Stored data
================================
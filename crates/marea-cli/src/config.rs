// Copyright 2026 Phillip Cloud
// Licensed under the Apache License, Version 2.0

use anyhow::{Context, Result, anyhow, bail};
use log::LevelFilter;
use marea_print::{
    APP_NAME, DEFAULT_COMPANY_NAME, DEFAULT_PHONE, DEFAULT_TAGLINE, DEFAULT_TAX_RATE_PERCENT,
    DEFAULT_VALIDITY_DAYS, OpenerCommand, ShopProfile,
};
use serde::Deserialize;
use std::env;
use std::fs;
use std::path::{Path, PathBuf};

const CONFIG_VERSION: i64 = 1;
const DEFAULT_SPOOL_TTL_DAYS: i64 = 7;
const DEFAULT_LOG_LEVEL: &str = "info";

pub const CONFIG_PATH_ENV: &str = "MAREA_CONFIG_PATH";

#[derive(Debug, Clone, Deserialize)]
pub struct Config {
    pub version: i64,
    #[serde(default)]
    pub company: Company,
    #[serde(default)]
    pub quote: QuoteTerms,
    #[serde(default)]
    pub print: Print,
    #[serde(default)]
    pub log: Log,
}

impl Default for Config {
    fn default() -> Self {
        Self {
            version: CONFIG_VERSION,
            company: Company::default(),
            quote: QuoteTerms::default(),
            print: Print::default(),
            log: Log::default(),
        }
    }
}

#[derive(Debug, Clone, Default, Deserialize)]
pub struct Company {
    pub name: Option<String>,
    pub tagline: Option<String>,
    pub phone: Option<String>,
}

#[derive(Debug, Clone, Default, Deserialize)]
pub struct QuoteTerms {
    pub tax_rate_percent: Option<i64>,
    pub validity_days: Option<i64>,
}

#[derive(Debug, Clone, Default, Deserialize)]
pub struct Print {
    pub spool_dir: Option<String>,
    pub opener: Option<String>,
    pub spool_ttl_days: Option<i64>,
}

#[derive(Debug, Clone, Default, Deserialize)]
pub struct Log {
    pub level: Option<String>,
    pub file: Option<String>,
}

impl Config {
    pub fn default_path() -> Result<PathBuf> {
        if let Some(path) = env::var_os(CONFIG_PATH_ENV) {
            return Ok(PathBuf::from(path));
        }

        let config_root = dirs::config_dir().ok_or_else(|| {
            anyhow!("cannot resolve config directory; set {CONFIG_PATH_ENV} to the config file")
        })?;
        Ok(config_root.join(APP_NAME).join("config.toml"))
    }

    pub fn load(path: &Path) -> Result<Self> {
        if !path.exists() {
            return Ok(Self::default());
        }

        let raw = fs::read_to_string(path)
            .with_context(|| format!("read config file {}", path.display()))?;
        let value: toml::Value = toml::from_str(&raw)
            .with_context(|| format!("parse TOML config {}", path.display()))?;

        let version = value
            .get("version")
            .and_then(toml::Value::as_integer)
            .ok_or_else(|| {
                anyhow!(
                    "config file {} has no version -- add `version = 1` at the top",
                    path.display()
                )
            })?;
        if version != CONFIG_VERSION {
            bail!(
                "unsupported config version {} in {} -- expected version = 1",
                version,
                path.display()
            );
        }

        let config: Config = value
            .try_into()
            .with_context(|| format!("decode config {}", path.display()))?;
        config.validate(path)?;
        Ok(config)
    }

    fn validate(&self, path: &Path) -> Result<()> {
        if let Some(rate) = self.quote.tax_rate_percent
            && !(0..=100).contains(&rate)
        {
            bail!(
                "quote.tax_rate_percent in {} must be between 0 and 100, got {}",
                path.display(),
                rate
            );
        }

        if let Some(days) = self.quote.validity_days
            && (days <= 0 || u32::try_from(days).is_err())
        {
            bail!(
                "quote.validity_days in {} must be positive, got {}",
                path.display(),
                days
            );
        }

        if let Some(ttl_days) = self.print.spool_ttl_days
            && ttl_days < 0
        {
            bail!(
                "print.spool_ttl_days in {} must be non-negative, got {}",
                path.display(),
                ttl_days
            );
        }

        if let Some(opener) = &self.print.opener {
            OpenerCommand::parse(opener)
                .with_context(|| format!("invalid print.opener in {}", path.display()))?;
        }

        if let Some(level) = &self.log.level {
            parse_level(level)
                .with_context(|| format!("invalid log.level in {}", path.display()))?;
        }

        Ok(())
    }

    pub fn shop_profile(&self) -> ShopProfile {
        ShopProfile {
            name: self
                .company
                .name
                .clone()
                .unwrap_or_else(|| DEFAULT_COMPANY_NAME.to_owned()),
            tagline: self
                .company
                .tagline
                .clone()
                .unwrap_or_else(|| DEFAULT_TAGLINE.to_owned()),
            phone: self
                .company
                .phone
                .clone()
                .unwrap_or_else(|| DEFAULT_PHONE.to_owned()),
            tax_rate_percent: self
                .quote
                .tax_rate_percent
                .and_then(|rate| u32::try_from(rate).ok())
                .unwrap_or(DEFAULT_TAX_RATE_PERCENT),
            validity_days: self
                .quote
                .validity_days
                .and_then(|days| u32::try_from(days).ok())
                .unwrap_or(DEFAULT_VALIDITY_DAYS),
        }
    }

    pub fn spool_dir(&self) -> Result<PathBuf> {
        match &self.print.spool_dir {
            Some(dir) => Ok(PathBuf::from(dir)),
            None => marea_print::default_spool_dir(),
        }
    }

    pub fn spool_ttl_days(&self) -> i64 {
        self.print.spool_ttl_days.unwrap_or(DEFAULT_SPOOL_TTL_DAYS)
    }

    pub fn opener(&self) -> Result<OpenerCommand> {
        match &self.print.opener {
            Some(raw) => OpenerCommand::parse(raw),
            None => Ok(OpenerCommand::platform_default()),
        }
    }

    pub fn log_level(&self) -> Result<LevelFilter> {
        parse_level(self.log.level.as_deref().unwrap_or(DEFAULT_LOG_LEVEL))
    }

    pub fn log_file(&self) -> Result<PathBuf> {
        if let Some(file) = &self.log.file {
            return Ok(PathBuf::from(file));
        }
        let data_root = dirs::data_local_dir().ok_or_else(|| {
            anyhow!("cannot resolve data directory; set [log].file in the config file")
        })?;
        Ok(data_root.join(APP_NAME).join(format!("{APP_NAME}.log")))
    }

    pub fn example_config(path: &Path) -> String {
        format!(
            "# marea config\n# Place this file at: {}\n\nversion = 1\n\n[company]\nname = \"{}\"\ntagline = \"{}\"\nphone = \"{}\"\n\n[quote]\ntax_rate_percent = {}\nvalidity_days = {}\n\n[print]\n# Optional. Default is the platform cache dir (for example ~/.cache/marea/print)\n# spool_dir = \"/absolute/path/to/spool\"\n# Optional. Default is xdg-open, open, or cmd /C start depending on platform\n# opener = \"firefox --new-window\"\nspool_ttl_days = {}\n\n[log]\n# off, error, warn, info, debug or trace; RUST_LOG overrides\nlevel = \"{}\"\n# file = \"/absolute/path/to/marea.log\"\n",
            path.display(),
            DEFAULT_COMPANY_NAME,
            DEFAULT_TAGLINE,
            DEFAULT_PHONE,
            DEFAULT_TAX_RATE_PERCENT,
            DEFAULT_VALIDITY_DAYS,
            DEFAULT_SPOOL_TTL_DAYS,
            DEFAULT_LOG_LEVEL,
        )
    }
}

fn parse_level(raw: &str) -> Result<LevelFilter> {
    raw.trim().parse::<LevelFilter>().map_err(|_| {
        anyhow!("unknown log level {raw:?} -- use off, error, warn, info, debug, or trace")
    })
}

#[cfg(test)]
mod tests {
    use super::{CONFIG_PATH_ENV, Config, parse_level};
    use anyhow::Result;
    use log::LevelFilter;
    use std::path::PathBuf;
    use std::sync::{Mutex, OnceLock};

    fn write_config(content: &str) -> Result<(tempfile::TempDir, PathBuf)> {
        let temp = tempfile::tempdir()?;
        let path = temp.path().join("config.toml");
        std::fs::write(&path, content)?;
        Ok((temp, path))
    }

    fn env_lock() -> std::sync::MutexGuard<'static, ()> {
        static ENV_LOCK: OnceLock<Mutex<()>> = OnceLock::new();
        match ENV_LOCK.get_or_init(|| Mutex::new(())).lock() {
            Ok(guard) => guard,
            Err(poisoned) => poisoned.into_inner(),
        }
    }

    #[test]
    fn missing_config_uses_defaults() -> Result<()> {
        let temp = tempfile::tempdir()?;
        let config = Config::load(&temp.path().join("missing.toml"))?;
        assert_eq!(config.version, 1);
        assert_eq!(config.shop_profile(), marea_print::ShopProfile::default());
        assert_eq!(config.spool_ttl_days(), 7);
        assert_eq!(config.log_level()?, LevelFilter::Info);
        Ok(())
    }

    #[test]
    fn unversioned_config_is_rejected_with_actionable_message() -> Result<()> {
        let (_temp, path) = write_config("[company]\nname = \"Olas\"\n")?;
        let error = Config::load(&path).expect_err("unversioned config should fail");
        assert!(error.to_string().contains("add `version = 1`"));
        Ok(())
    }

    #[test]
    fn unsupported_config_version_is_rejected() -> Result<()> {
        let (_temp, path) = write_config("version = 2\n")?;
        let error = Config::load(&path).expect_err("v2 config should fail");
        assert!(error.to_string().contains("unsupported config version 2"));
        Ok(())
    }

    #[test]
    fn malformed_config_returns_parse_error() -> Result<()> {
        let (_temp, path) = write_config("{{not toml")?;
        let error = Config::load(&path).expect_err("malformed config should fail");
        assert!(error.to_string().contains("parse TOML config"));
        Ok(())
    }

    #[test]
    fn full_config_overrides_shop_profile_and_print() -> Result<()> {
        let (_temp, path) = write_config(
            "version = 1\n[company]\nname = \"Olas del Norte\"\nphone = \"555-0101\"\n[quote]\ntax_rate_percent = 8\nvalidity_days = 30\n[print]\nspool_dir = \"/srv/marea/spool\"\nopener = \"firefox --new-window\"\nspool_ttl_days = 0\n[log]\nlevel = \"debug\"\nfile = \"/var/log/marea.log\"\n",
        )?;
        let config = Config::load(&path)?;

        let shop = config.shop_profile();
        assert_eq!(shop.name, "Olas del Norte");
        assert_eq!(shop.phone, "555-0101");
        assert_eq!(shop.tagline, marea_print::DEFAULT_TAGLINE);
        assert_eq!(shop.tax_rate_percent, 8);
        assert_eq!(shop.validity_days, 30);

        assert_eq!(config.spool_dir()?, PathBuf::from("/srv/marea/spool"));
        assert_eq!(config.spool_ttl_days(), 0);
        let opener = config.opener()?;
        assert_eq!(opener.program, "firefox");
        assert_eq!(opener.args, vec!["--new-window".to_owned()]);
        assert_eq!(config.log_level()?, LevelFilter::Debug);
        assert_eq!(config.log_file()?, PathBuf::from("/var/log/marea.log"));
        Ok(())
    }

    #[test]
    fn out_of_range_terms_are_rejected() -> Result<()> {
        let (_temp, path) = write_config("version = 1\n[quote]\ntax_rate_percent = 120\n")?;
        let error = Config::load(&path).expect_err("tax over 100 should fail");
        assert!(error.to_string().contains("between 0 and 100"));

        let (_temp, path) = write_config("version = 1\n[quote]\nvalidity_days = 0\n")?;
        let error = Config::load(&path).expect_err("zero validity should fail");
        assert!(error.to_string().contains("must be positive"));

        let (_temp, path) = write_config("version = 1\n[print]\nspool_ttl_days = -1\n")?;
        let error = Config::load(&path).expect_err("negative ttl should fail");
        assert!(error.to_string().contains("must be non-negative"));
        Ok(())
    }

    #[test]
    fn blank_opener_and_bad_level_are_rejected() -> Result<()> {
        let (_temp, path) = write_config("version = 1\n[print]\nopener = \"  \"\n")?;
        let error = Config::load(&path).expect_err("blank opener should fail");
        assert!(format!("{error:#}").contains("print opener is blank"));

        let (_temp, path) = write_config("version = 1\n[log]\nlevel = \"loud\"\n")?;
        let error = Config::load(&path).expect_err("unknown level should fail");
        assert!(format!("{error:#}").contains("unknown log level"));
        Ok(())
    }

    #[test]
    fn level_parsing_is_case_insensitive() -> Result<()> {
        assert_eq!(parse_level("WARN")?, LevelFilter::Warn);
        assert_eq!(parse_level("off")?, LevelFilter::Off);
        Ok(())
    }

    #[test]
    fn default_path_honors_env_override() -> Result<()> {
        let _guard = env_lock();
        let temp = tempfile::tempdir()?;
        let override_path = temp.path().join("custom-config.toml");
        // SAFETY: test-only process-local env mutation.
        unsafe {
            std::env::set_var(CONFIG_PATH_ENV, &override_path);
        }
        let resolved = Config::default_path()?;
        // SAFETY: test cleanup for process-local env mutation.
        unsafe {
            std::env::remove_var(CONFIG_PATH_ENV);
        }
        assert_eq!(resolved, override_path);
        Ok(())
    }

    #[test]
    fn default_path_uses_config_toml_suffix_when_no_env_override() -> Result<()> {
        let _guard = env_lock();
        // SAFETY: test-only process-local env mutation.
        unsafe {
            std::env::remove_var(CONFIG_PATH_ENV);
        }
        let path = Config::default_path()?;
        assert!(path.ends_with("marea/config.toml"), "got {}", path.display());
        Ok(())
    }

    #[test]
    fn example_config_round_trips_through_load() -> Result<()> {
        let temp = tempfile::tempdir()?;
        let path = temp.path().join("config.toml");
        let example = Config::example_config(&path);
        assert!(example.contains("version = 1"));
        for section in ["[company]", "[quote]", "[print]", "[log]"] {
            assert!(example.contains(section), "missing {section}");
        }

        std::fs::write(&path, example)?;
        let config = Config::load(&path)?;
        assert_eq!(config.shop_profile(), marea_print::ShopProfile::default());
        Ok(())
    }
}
================================
Action item
Lines containing the word "OpenerCommand" are to be located in the entries and copied.

Your solution
    DEFAULT_VALIDITY_DAYS, OpenerCommand, ShopProfile,
            OpenerCommand::parse(opener)
    pub fn opener(&self) -> Result<OpenerCommand> {
            Some(raw) => OpenerCommand::parse(raw),
            None => Ok(OpenerCommand::platform_default()),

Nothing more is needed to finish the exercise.